_Task description:_
Below are the entries; give again exactly the lines from the one mentioning "filename src/routes/navigation_routes.rs" through the one mentioning "let full_path = navigation.full_path();", inclusive.

_Data shown:_
⁂

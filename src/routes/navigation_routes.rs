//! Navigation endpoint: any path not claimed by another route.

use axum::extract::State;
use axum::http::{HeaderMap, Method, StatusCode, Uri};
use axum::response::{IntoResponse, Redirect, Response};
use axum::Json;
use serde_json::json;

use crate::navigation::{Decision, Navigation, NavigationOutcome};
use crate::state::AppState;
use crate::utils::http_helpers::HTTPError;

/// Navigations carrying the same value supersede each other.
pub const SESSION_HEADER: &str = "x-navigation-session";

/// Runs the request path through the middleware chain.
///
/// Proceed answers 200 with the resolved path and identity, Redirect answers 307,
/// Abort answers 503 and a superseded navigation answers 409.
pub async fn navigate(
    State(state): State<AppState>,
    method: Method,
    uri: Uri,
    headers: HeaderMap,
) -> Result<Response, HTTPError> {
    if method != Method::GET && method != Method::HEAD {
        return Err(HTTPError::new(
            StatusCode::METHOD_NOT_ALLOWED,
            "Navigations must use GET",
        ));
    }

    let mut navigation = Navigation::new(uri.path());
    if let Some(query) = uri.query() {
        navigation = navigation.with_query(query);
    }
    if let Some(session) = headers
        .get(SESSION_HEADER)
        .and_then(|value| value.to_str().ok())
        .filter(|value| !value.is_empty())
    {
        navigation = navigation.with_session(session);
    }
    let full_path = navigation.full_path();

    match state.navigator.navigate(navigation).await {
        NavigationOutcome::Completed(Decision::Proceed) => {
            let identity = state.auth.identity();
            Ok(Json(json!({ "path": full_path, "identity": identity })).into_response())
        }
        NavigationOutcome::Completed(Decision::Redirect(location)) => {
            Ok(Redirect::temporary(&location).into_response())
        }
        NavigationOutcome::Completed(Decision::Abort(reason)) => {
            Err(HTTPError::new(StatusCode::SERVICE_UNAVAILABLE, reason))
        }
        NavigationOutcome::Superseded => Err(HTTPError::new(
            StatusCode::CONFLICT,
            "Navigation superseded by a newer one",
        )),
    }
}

⁂

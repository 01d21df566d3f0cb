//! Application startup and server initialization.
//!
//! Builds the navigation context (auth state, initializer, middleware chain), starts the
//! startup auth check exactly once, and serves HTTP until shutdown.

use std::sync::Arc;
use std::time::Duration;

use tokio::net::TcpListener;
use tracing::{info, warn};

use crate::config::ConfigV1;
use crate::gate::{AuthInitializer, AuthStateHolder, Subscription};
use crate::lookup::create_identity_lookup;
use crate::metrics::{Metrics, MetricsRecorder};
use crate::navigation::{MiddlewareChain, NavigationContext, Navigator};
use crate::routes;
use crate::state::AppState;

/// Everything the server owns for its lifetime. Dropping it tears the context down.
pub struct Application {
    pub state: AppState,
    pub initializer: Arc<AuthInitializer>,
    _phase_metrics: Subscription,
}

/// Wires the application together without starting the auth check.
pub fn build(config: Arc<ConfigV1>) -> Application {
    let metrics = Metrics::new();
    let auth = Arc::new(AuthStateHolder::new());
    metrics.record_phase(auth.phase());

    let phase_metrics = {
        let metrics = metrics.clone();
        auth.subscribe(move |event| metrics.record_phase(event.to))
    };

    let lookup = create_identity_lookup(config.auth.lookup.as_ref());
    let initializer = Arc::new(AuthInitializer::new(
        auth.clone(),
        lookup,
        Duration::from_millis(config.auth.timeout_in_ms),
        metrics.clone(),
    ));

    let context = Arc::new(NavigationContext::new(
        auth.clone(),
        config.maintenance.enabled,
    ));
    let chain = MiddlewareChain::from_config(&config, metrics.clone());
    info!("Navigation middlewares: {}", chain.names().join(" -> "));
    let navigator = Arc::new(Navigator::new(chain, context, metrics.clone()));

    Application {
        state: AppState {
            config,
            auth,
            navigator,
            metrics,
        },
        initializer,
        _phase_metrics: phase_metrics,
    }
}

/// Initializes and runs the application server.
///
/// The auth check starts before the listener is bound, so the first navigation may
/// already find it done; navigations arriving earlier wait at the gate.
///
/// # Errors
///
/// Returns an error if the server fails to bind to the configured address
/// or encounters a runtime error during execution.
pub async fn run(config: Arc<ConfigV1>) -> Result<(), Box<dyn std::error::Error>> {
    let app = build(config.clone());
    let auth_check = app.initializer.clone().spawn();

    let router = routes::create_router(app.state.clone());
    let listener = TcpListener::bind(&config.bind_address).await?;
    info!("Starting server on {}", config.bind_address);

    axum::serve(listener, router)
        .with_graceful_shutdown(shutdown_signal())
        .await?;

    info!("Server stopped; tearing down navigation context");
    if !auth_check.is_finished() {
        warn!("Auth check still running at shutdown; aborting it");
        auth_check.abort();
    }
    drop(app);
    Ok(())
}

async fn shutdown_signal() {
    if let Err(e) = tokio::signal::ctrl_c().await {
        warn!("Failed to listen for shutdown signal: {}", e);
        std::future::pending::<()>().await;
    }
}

⁂

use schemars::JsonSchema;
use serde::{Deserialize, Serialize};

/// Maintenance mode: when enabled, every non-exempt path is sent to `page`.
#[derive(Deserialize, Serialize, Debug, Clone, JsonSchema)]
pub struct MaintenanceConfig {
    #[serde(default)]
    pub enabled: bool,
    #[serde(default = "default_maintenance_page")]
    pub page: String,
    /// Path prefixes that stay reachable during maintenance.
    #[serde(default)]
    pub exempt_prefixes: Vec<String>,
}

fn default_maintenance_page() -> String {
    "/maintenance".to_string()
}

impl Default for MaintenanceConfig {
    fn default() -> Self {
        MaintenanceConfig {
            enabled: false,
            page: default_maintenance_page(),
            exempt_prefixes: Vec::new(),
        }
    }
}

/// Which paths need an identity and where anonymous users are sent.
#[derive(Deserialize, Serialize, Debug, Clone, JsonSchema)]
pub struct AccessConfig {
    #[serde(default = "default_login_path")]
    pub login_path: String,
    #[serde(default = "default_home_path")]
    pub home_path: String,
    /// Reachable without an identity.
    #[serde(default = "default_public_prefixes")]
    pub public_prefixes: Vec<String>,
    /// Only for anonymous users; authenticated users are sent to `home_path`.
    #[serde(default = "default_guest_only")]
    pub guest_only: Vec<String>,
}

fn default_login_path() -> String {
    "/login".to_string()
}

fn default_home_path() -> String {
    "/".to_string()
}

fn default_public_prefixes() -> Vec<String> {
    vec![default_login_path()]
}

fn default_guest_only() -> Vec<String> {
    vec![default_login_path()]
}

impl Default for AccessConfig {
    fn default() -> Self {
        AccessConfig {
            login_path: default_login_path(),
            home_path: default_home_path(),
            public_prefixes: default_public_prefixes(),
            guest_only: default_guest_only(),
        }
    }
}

⁂

_Finished task:_
filename src/routes/navigation_routes.rs
//! Navigation endpoint: any path not claimed by another route.

use axum::extract::State;
use axum::http::{HeaderMap, Method, StatusCode, Uri};
use axum::response::{IntoResponse, Redirect, Response};
use axum::Json;
use serde_json::json;

use crate::navigation::{Decision, Navigation, NavigationOutcome};
use crate::state::AppState;
use crate::utils::http_helpers::HTTPError;

/// Navigations carrying the same value supersede each other.
pub const SESSION_HEADER: &str = "x-navigation-session";

/// Runs the request path through the middleware chain.
///
/// Proceed answers 200 with the resolved path and identity, Redirect answers 307,
/// Abort answers 503 and a superseded navigation answers 409.
pub async fn navigate(
    State(state): State<AppState>,
    method: Method,
    uri: Uri,
    headers: HeaderMap,
) -> Result<Response, HTTPError> {
    if method != Method::GET && method != Method::HEAD {
        return Err(HTTPError::new(
            StatusCode::METHOD_NOT_ALLOWED,
            "Navigations must use GET",
        ));
    }

    let mut navigation = Navigation::new(uri.path());
    if let Some(query) = uri.query() {
        navigation = navigation.with_query(query);
    }
    if let Some(session) = headers
        .get(SESSION_HEADER)
        .and_then(|value| value.to_str().ok())
        .filter(|value| !value.is_empty())
    {
        navigation = navigation.with_session(session);
    }
    let full_path = navigation.full_path();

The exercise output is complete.